Added: 02/10/2006 |
The leading clinical sarcoma symptom is the existence of a tumor. It may be the only disease manifestation. Sarcoma prognosis in most cases is prosperous.
The first signs that should tip you off regarding a sarcoma diagnosis are:
- Presence of progressive neoplasm
- Tumor mobility limitations
- Tumor occurrence, originated from deep level of soft tissues
- Occurrence of intumescences after long period (from few weeks till 2-3 years) after the injury
A sarcoma diagnosis is made by specialist's examination using biopsy with further tumor tissue investigation and some other additional methods. From all medical visualization types (ultrasound investigation, X-ray computer tomography, and magneto-resonance tomography) the last one is considered to be the most informative. However, a sarcoma diagnosis must be made individually.
A tumor biopsy may be through the incision or puncture. Opened (with the incision) biopsy has advantages in the cases of planned itemized sarcoma treatment course.
Surgery is the most common method of sarcoma treatment. Almost all operations do not affect organs that allow easily functions reproduction. If the surgery is impossible, chemotherapy or radiation therapy can be used as an additional treatment. Unfortunately, the efficiency of these treatments is not very high yet and in the cases of metastasis; a total cure is almost impossible.
Factors that can improve sarcoma prognosis are tumor multiply after more than 20 days, more than a year recurrence-free period, nodes quantity less than 4. Radical evolvement of the tumor and metastasis in the lungs can give 5-year probability of survival for 20% of patients. The main problem remains the disease recurrence. The lowest risk of sarcoma recurrence is lower extremity sarcoma (less than 25 %); the highest is retroperitoneal space sarcoma (about 75 %).
Factors, improving probability of survival are age under 50, low level of sarcoma malignancy, pain in the tumor area and tumor extremity location, metastasis absence. Sarcoma prognosis at retroperitoneal space sarcoma is worse because of surgical inaccessibility and high radiation dozes inability.
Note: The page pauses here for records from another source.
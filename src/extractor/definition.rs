// file: src/extractor/definition.rs
// description: line-prefix matching of function definitions in source text
// reference: naive text matching, no language parsing

use tracing::debug;

#[derive(Debug, Clone, PartialEq, Eq)]
pub struct FunctionDefinition {
    pub name: String,
    /// The full matched line, sent to the summarizer as the snippet.
    pub line: String,
    /// 1-based.
    pub line_number: usize,
}

pub struct DefinitionExtractor {
    prefix: String,
}

impl DefinitionExtractor {
    pub fn new(prefix: impl Into<String>) -> Self {
        Self {
            prefix: prefix.into(),
        }
    }

    /// Every line starting with the prefix is a definition. Leading
    /// whitespace is not skipped, so indented methods never match.
    pub fn extract(&self, content: &str) -> Vec<FunctionDefinition> {
        let definitions: Vec<FunctionDefinition> = content
            .lines()
            .enumerate()
            .filter(|(_, line)| line.starts_with(&self.prefix))
            .map(|(index, line)| FunctionDefinition {
                name: self.function_name(line),
                line: line.to_string(),
                line_number: index + 1,
            })
            .collect();

        debug!(
            "Matched {} definitions with prefix {:?}",
            definitions.len(),
            self.prefix
        );
        definitions
    }

    /// Text before the first `(` with every occurrence of the prefix removed.
    pub fn function_name(&self, line: &str) -> String {
        let head = line.split('(').next().unwrap_or(line);
        head.replace(&self.prefix, "")
    }
}

impl Default for DefinitionExtractor {
    fn default() -> Self {
        Self::new("def ")
    }
}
If you have sarcoma diagnosis, it must be exposed by complex treatment that includes wide tumor excision, radiation therapy and chemotherapy. Operative intervention is the leading element of radical treatment. The standard operation includes wide neoplasm excision. If the tumor is in-grown into vessels, large nervous trunk or bones, or if operative intervention does not give results, amputation will be assigned. Amputation may be the only way at advanced tumors, complicated with soft tissue destruction or bleeding and conducted with unbearable pain.
Radiation therapy is assigned as additional treatment to operative intervention. At small tumor size radiation therapy is assigned after the surgery for recurrence risk decreasing. Radiation therapy before the surgery is also effective.
Chemotherapy became widely used at malignant neoplasm cases. It prevents disease recurrence or metastasis appearance after the operation.
Complex approach using radiation treatment and chemotherapy leads to better treatment results.